Rückblende: bio!TOY 2023 Konferenz in Nürnberg
Ein Kommentar von Sharon Keilthy
Auf der bio!TOY-Konferenz in Nürnberg diskutierten Spielwarenhersteller, wie ihre Produkte nachhaltiger werden. Ein Kommentar der Ökoaktivistin Sharon Keilthy aus Irland:
Die bio!TOY findet alle zwei Jahre statt. Ich hatte dort bereits 2021 einen Vortrag gehalten – damals ging es in erster Linie um Bio-Kunststoffe. Am Ende der Konferenz hatte ich Mit-Veranstalter Harald Kaeb gefragt, ob wir nicht auch das Thema nachhaltiges Spielzeug mit auf die Tagesordnung setzen könnten. Wir haben uns letzten Endes doch dagegen entschieden, denn Holzspielwaren sind etwas ganz anderes als Spielsachen aus Pappe, und gebrauchtes Spielzeug ist wieder ein völlig anderes Thema. Nichtsdestotrotz erschienen uns nachhaltige Spielwaren aus Kunststoff (unter Berücksichtigung von Biokunststoffen und recycelten Kunststoffen) sinnvoll als Topic. Denn Spielwarenhersteller und Rohstofflieferanten schauen sich in der Regel sowohl Biokunststoffe als auch recycelte Kunststoffe an.
Deswegen haben wir uns auch auf der bio!TOY 2023 beide Varianten angeschaut (und uns überlegt, was für die eine und was für die andere spricht).
Ich denke Tag und Nacht über nachhaltige Spielsachen nach und deswegen war es für mich wie ein Nachhausekommen, dass ich zwei Tage lang mit über 100 Menschen, die alle meine Leidenschaft teilen, intensiv über nachhaltige Kunststoffe diskutieren durfte.
Hier ein Kurzabriss dazu, wer alles da war, was die wichtigsten Schlagwörter und Ergebnisse waren und wann es so leise war, dass man eine Stecknadel hätte fallen hören können.
Wer alles da war
117 Menschen (und 6 Handpuppen!):
78 vor Ort, 39 über Zoom
31 haben einen Vortrag gehalten (siehe das logos-Chart)
Die wichtigsten Schlagwörter und Ergebnisse
Was die Menschen antreibt: es geht uns persönlich an.
Für mich war es besonders ermutigend, dass die Redner über eine Zukunft ohne fossile Brennstoffe sprachen, die „auf jeden Fall kommt“. Und alle waren sich einig, dass auch Spielwaren nachhaltig werden müssen. Die Motivation dafür ist häufig im privaten Bereich angesiedelt, denn meistens sind die eigenen Kinder die Triebfeder.
Meine Tochter hat mich gefragt: „Papa, warum produziert ihr Spielzeug auf der Basis von Erdöl?
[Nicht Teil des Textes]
/// Extension trait with computed properties for OHLCV data
pub trait OHLCVExt: OHLCV {
    #[inline]
    fn body(&self) -> f64 {
        (self.close() - self.open()).abs()
    }

    #[inline]
    fn range(&self) -> f64 {
        self.high() - self.low()
    }

    #[inline]
    fn upper_shadow(&self) -> f64 {
        self.high() - self.open().max(self.close())
    }

    #[inline]
    fn lower_shadow(&self) -> f64 {
        self.open().min(self.close()) - self.low()
    }

    #[inline]
    fn is_bullish(&self) -> bool {
        self.close() > self.open()
    }

    #[inline]
    fn is_bearish(&self) -> bool {
        self.close() < self.open()
    }

    /// Traded value of the session (close * volume)
    #[inline]
    fn traded_value(&self) -> f64 {
        self.close() * self.volume()
    }

    /// Where the close sits inside the bar range: 0.0 at the low, 1.0 at the high.
    /// Returns None if range is zero
    #[inline]
    fn close_position(&self) -> Option<f64> {
        let range = self.range();
        (range > f64::EPSILON).then(|| (self.close() - self.low()) / range)
    }

    /// Body as ratio of range. Returns None if range is zero
    #[inline]
    fn body_ratio(&self) -> Option<f64> {
        let range = self.range();
        (range > f64::EPSILON).then(|| self.body() / range)
    }

    /// Validate OHLCV data consistency
    fn validate(&self) -> Result<()> {
        let values = [self.open(), self.high(), self.low(), self.close(), self.volume()];
        if values.iter().any(|v| v.is_nan()) {
            return Err(EngineError::InvalidBar {
                index: 0,
                reason: "NaN in OHLCV",
            });
        }
        if values.iter().any(|v| v.is_infinite()) {
            return Err(EngineError::InvalidBar {
                index: 0,
                reason: "Infinite value in OHLCV",
            });
        }
        if self.high() < self.low() {
            return Err(EngineError::InvalidBar {
                index: 0,
                reason: "high < low",
            });
        }
        if self.volume() < 0.0 {
            return Err(EngineError::InvalidBar {
                index: 0,
                reason: "negative volume",
            });
        }
        Ok(())
    }
}

impl<T: OHLCV> OHLCVExt for T {}

/// One trading session for one instrument.
#[derive(Debug, Clone, Copy, PartialEq, serde::Serialize, serde::Deserialize)]
pub struct PriceBar {
    pub date: NaiveDate,
    pub open: f64,
    pub high: f64,
    pub low: f64,
    pub close: f64,
    pub volume: f64,
}

impl PriceBar {
    pub fn new(date: NaiveDate, open: f64, high: f64, low: f64, close: f64, volume: f64) -> Self {
        Self {
            date,
            open,
            high,
            low,
            close,
            volume,
        }
    }
}
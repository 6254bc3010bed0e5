//! # Settings Module
//!
//! Caller-supplied OpenDroneMap setting overrides.
//!
//! Overrides are a YAML mapping of engine setting names to values. Every key
//! is passed on except the protected ones; the project path in particular
//! belongs to this run and can't be redirected by an override file.

use crate::error::{InputError, StagingError};
use serde_yaml::{Mapping, Value};
use std::collections::BTreeMap;
use std::fs;
use std::path::{Path, PathBuf};
use tracing::{debug, warn};

/// Setting names an override file may not change
pub const PROTECTED_SETTINGS: [&str; 1] = ["project_path"];

/// File name of the sanitized overrides written into a project
pub const OVERRIDES_FILE: &str = "odm_overrides.yaml";

/// Overrides as loaded from the caller's file
#[derive(Debug, Clone, Default, PartialEq)]
pub struct EngineOverrides {
    values: Mapping,
}

impl EngineOverrides {
    /// Load overrides from a YAML file
    pub fn load(path: &Path) -> Result<Self, InputError> {
        if !path.exists() {
            return Err(InputError::OverridesNotFound {
                path: path.to_path_buf(),
            });
        }
        let invalid = |reason: String| InputError::InvalidOverrides {
            path: path.to_path_buf(),
            reason,
        };

        let text = fs::read_to_string(path).map_err(|e| invalid(e.to_string()))?;
        Self::parse(&text).map_err(invalid)
    }

    /// Parse overrides from YAML text; an empty document means no overrides
    pub fn parse(text: &str) -> Result<Self, String> {
        match serde_yaml::from_str::<Value>(text).map_err(|e| e.to_string())? {
            Value::Null => Ok(Self::default()),
            Value::Mapping(values) => Ok(Self { values }),
            other => Err(format!("expected a mapping, found {:?}", other)),
        }
    }

    pub fn is_empty(&self) -> bool {
        self.values.is_empty()
    }
}

/// Engine settings for one run, anchored to its project folder
#[derive(Debug, Clone, PartialEq)]
pub struct EngineSettings {
    project_path: PathBuf,
    values: BTreeMap<String, Value>,
}

impl EngineSettings {
    pub fn new(project_path: impl Into<PathBuf>) -> Self {
        Self {
            project_path: project_path.into(),
            values: BTreeMap::new(),
        }
    }

    pub fn project_path(&self) -> &Path {
        &self.project_path
    }

    pub fn get(&self, name: &str) -> Option<&Value> {
        self.values.get(name)
    }

    /// Merge overrides, skipping protected and non-text keys
    ///
    /// Returns how many settings were applied.
    pub fn apply_overrides(&mut self, overrides: &EngineOverrides) -> usize {
        let mut applied = 0;
        for (key, value) in &overrides.values {
            let Some(name) = key.as_str() else {
                warn!(key = ?key, "Skipping configuration value with a non-text name");
                continue;
            };
            if PROTECTED_SETTINGS.contains(&name) {
                warn!("Skipping disallowed configuration value for {}", name);
                continue;
            }
            debug!(name, value = ?value, "Configuration: overriding");
            self.values.insert(name.to_string(), value.clone());
            applied += 1;
        }
        applied
    }

    /// Write the applied overrides as YAML for the engine to read
    pub fn write_overrides(&self, path: &Path) -> Result<(), StagingError> {
        let failed = |reason: String| StagingError::WriteSettings {
            path: path.to_path_buf(),
            reason,
        };
        let text = serde_yaml::to_string(&self.values).map_err(|e| failed(e.to_string()))?;
        fs::write(path, text).map_err(|e| failed(e.to_string()))
    }
}
//! # Collector Module
//!
//! Finds the artifacts the engine left in a project folder.
//!
//! Output locations are fixed; a file is listed only if it exists. An empty
//! manifest is a valid answer (the exit code says whether the engine failed).

use serde::{Deserialize, Serialize};
use std::fmt;
use std::path::{Path, PathBuf};
use tracing::debug;

/// What kind of data an artifact holds
#[derive(Debug, Clone, Copy, PartialEq, Eq, Serialize, Deserialize)]
#[serde(rename_all = "lowercase")]
pub enum ArtifactKind {
    /// Orthomosaic raster
    Rgb,
    /// Georeferenced point cloud
    Lidar,
    /// Point cloud bounds and projection files
    Shapefile,
    /// Dense point cloud
    Pointcloud,
    /// Digital surface model
    Dsm,
    /// Digital terrain model
    Dtm,
}

impl fmt::Display for ArtifactKind {
    fn fmt(&self, f: &mut fmt::Formatter<'_>) -> fmt::Result {
        let label = match self {
            ArtifactKind::Rgb => "rgb",
            ArtifactKind::Lidar => "lidar",
            ArtifactKind::Shapefile => "shapefile",
            ArtifactKind::Pointcloud => "pointcloud",
            ArtifactKind::Dsm => "dsm",
            ArtifactKind::Dtm => "dtm",
        };
        f.write_str(label)
    }
}

/// Known engine outputs: folder, then (file name, kind) in report order
pub const RESULT_FILES: &[(&str, &[(&str, ArtifactKind)])] = &[
    (
        "odm_orthophoto",
        &[("odm_orthophoto.tif", ArtifactKind::Rgb)],
    ),
    (
        "odm_georeferencing",
        &[
            ("odm_georeferenced_model.laz", ArtifactKind::Lidar),
            ("odm_georeferenced_model.bounds.shp", ArtifactKind::Shapefile),
            ("odm_georeferenced_model.bounds.dbf", ArtifactKind::Shapefile),
            ("odm_georeferenced_model.bounds.prj", ArtifactKind::Shapefile),
            ("odm_georeferenced_model.bounds.shx", ArtifactKind::Shapefile),
            ("proj.txt", ArtifactKind::Shapefile),
            ("odm_georeferenced_model.bounds.geojson", ArtifactKind::Shapefile),
            ("odm_georeferenced_model.boundary.json", ArtifactKind::Shapefile),
        ],
    ),
    (
        "mve",
        &[("mve_dense_point_cloud.ply", ArtifactKind::Pointcloud)],
    ),
    (
        "odm_dem",
        &[("dsm.tif", ArtifactKind::Dsm), ("dtm.tif", ArtifactKind::Dtm)],
    ),
];

/// One produced file
#[derive(Debug, Clone, PartialEq, Eq, Serialize, Deserialize)]
pub struct Artifact {
    pub path: PathBuf,
    #[serde(rename = "key")]
    pub kind: ArtifactKind,
}

/// Every known output present in `project`, in table order
pub fn collect(project: &Path) -> Vec<Artifact> {
    let mut manifest = Vec::new();

    for (folder, files) in RESULT_FILES {
        let folder_path = project.join(folder);
        for (name, kind) in files.iter() {
            let path = folder_path.join(name);
            if path.exists() {
                debug!(path = %path.display(), kind = %kind, "Found result file");
                manifest.push(Artifact { path, kind: *kind });
            }
        }
    }

    manifest
}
Wo doch die Erde in Gefahr ist“. Darauf wusste ich keine vernünftige Antwort. Also bin ich ins Büro gegangen und habe meinem Team gesagt: „Wir müssen was ändern!
Steven van Bommel, Gründer von BiOBUDDi
Ich habe zwei Kinder, die bei Fridays for Future mitmachen. Das betrifft mich also persönlich. Und Unternehmen wie unseres hinterlassen einen gewaltigen CO2-Fußabdruck. Deshalb müssen wir uns ändern.
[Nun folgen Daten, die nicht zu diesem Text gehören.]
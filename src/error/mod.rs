//! # Error Module
//!
//! Error types for the OpenDroneMap transformer.
//!
//! ## Design Principles
//! - **Never panic** on caller data - return errors instead
//! - **Include context** - paths, program names, what went wrong
//! - **Stable codes** - every fatal kind maps to a fixed integer that the
//!   caller sees in the reported result

use std::path::PathBuf;
use std::time::Duration;
use thiserror::Error;

/// Codes reported alongside fatal errors.
pub mod codes {
    pub const NO_METADATA_PATH: i32 = -1;
    pub const METADATA_NOT_ACCESSIBLE: i32 = -2;
    pub const METADATA_INVALID: i32 = -3;
    pub const PARAMETERS_INVALID: i32 = -101;
    pub const OVERRIDES_NOT_FOUND: i32 = -1000;
    pub const NO_IMAGE_FILES: i32 = -1001;
    pub const STAGING_FAILED: i32 = -1002;
    pub const ENGINE_LAUNCH_FAILED: i32 = -1003;
    pub const ENGINE_INTERRUPTED: i32 = -1004;
    pub const OVERRIDES_INVALID: i32 = -1005;
    /// Used when a failure is reported without a usable code
    pub const UNSPECIFIED: i32 = -1;
}

/// Top-level application error
#[derive(Error, Debug)]
pub enum TransformerError {
    #[error("{0}")]
    Input(#[from] InputError),

    #[error("{message}")]
    Feasibility { code: i32, message: String },

    #[error("Configuration error: {0}")]
    Config(String),

    #[error("Staging error: {0}")]
    Staging(#[from] StagingError),

    #[error("Engine error: {0}")]
    Engine(#[from] EngineError),
}

impl TransformerError {
    /// The result code reported to the caller for this error
    pub fn code(&self) -> i32 {
        match self {
            TransformerError::Input(e) => e.code(),
            TransformerError::Feasibility { code, .. } => *code,
            TransformerError::Config(_) => codes::PARAMETERS_INVALID,
            TransformerError::Staging(_) => codes::STAGING_FAILED,
            TransformerError::Engine(e) => e.code(),
        }
    }
}

/// Problems with what the caller handed us
#[derive(Error, Debug)]
pub enum InputError {
    #[error("No metadata path was specified.")]
    MissingMetadataPath,

    #[error("Unable to access metadata file '{path}'")]
    MetadataNotFound { path: PathBuf },

    #[error("Unable to load metadata file \"{path}\": {source}")]
    MetadataUnreadable {
        path: PathBuf,
        #[source]
        source: std::io::Error,
    },

    #[error("Invalid JSON specified in metadata file \"{path}\": {reason}")]
    InvalidMetadata { path: PathBuf, reason: String },

    #[error("OpenDroneMap overrides specified but file is not available: '{path}'")]
    OverridesNotFound { path: PathBuf },

    #[error("OpenDroneMap overrides file '{path}' is not a settings mapping: {reason}")]
    InvalidOverrides { path: PathBuf, reason: String },
}

impl InputError {
    pub fn code(&self) -> i32 {
        match self {
            InputError::MissingMetadataPath => codes::NO_METADATA_PATH,
            InputError::MetadataNotFound { .. } => codes::METADATA_NOT_ACCESSIBLE,
            InputError::MetadataUnreadable { .. } | InputError::InvalidMetadata { .. } => {
                codes::METADATA_INVALID
            }
            InputError::OverridesNotFound { .. } => codes::OVERRIDES_NOT_FOUND,
            InputError::InvalidOverrides { .. } => codes::OVERRIDES_INVALID,
        }
    }
}

/// Errors that occur while building the project folder
#[derive(Error, Debug)]
pub enum StagingError {
    #[error("Failed to create project folder {path}: {source}")]
    CreateFolder {
        path: PathBuf,
        #[source]
        source: std::io::Error,
    },

    #[error("Refusing to overwrite {link} with a link to {target}; input file names must be unique")]
    NameCollision { link: PathBuf, target: PathBuf },

    #[error("Failed to link {target} into {link}: {source}")]
    LinkFailed {
        link: PathBuf,
        target: PathBuf,
        #[source]
        source: std::io::Error,
    },

    #[error("Failed to write engine settings to {path}: {reason}")]
    WriteSettings { path: PathBuf, reason: String },
}

/// Errors that occur while running the reconstruction engine
#[derive(Error, Debug)]
pub enum EngineError {
    #[error("Unable to start engine '{program}': {source}")]
    Launch {
        program: PathBuf,
        #[source]
        source: std::io::Error,
    },

    #[error("Engine did not finish within {after:?} and was stopped")]
    TimedOut { after: Duration },

    #[error("Engine run was cancelled")]
    Cancelled,

    #[error("Lost track of the engine process: {0}")]
    Wait(#[source] std::io::Error),
}

impl EngineError {
    pub fn code(&self) -> i32 {
        match self {
            EngineError::Launch { .. } | EngineError::Wait(_) => codes::ENGINE_LAUNCH_FAILED,
            EngineError::TimedOut { .. } | EngineError::Cancelled => codes::ENGINE_INTERRUPTED,
        }
    }
}

/// Errors that occur while writing the run result
#[derive(Error, Debug)]
pub enum ReportError {
    #[error("Failed to create result folder {path}: {source}")]
    CreateFolder {
        path: PathBuf,
        #[source]
        source: std::io::Error,
    },

    #[error("Failed to write result to {path}: {source}")]
    Write {
        path: PathBuf,
        #[source]
        source: std::io::Error,
    },

    #[error("Failed to serialize result: {0}")]
    Serialize(#[from] serde_json::Error),

    #[error("Failed to output result: {0}")]
    Output(#[from] std::io::Error),
}

/// Convenience Result type alias
pub type Result<T> = std::result::Result<T, TransformerError>;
Christian Ruthard, INEOS Styrolution
Ich wollte, dass meine Kinder in einer intakten Umwelt aufwachsen. Also gab es zwei Möglichkeiten: Entweder sie ohne Spielsachen großzuziehen, oder die Spielsachen nachhaltig zu machen.
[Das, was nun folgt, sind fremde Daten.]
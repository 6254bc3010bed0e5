//! # Scanner Module
//!
//! Classifies caller-supplied paths into the files the engine can use.
//!
//! ## Rules
//! - A directory is expanded one level; nested directories are ignored
//! - Image files are recognized by a case-insensitive `.tif`, `.tiff` or
//!   `.jpg` extension
//! - The ground control point file is recognized by its exact name,
//!   `gcp_list.txt`; if several are given the last one wins
//! - Everything else is ignored
//!
//! ## Example
//! ```rust,ignore
//! use odm_transformer::core::scanner::classify;
//!
//! let classified = classify(&["/data/flight1", "/data/gcp_list.txt"]);
//! assert!(classified.has_images());
//! ```

mod filter;
mod walker;

pub use filter::{has_file_name, ExtensionFilter};
pub use walker::expand_paths;

use serde::{Deserialize, Serialize};
use std::path::{Path, PathBuf};
use tracing::debug;

/// Extensions recognized as imagery
pub const IMAGE_EXTENSIONS: [&str; 3] = ["tif", "tiff", "jpg"];

/// Extensions worth passing on to a stage at all
pub const ACCEPTABLE_EXTENSIONS: [&str; 4] = ["tif", "tiff", "jpg", "txt"];

/// File names recognized as ground control point lists
pub const CONTROL_POINT_FILES: [&str; 1] = ["gcp_list.txt"];

/// What a single path is, as far as the engine cares
#[derive(Debug, Clone, Copy, PartialEq, Eq, Serialize, Deserialize)]
pub enum FileKind {
    Image,
    ControlPoints,
    Other,
}

impl FileKind {
    /// Classify a path by its name alone
    pub fn of(path: &Path) -> Self {
        if ExtensionFilter::new(IMAGE_EXTENSIONS).should_include(path) {
            FileKind::Image
        } else if has_file_name(path, &CONTROL_POINT_FILES) {
            FileKind::ControlPoints
        } else {
            FileKind::Other
        }
    }
}

/// Image files and the control point file found among the inputs
#[derive(Debug, Clone, Default, PartialEq, Eq, Serialize, Deserialize)]
pub struct ClassifiedFiles {
    /// Images in input order, duplicates preserved
    pub images: Vec<PathBuf>,
    /// The ground control point file, if one was given
    pub control_points: Option<PathBuf>,
}

impl ClassifiedFiles {
    /// Check if at least one image was found
    pub fn has_images(&self) -> bool {
        !self.images.is_empty()
    }
}

/// Partition paths into image files and a control point file
pub fn classify<P: AsRef<Path>>(paths: &[P]) -> ClassifiedFiles {
    let mut classified = ClassifiedFiles::default();

    for path in expand_paths(paths) {
        match FileKind::of(&path) {
            FileKind::Image => classified.images.push(path),
            FileKind::ControlPoints => {
                if let Some(previous) = classified.control_points.replace(path) {
                    debug!(previous = %previous.display(), "Replacing earlier control point file");
                }
            }
            FileKind::Other => {}
        }
    }

    debug!(
        images = classified.images.len(),
        control_points = ?classified.control_points,
        "Classified input files"
    );
    classified
}

/// Inputs a stage could use: files with an acceptable extension
///
/// Arguments that look like command line flags are dropped.
pub fn acceptable_files<S: AsRef<str>>(inputs: &[S]) -> Vec<PathBuf> {
    let filter = ExtensionFilter::new(ACCEPTABLE_EXTENSIONS);
    let candidates: Vec<&Path> = inputs
        .iter()
        .map(AsRef::<str>::as_ref)
        .filter(|s| !s.starts_with('-'))
        .map(Path::new)
        .collect();

    expand_paths(&candidates)
        .into_iter()
        .filter(|path| filter.should_include(path))
        .collect()
}

/// Accepted image extensions for messages, e.g. `.tif, .tiff, .jpg`
pub fn image_extensions_display() -> String {
    IMAGE_EXTENSIONS
        .iter()
        .map(|ext| format!(".{}", ext))
        .collect::<Vec<_>>()
        .join(", ")
}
Sonia Sánchez, Sustainable Toys Action Consulting
Ich war auf der Suche nach einem Geburtstagsgeschenk zum 4. Geburtstag meiner Tochter und habe es einfach nicht über mich gebracht, in Plastik verpacktes Plastikspielzeug zu kaufen. Also musste ich unverrichteter Dinge wieder nach Hause gehen. Und da fasste ich den Entschluss, dass, wenn ich das jetzt nicht angehe, wer in aller Welt soll es dann sonst machen? Also kündigte ich meinen Job und eröffnete den ersten rein ökologisch ausgerichteten Shop für Spielwaren weltweit.
Sharon Keilthy (das bin ich!), Jiminy Eco Toys und Sustainable Toys Action Consulting
Definition des Begriffs „nachhaltige Spielwaren“
Sie haben alle Recht, denn die Spielwarenproduktion ist die plastikintensivste Industrie der Welt. 90% aller Spielwaren werden unter Verwendung von Rohplastik aus Erdöl hergestellt. Der daraus resultierende CO2-Fußabdruck ist so groß, dass wir 1 Milliarde Bäume pflanzen müssten, um ihn zu neutralisieren.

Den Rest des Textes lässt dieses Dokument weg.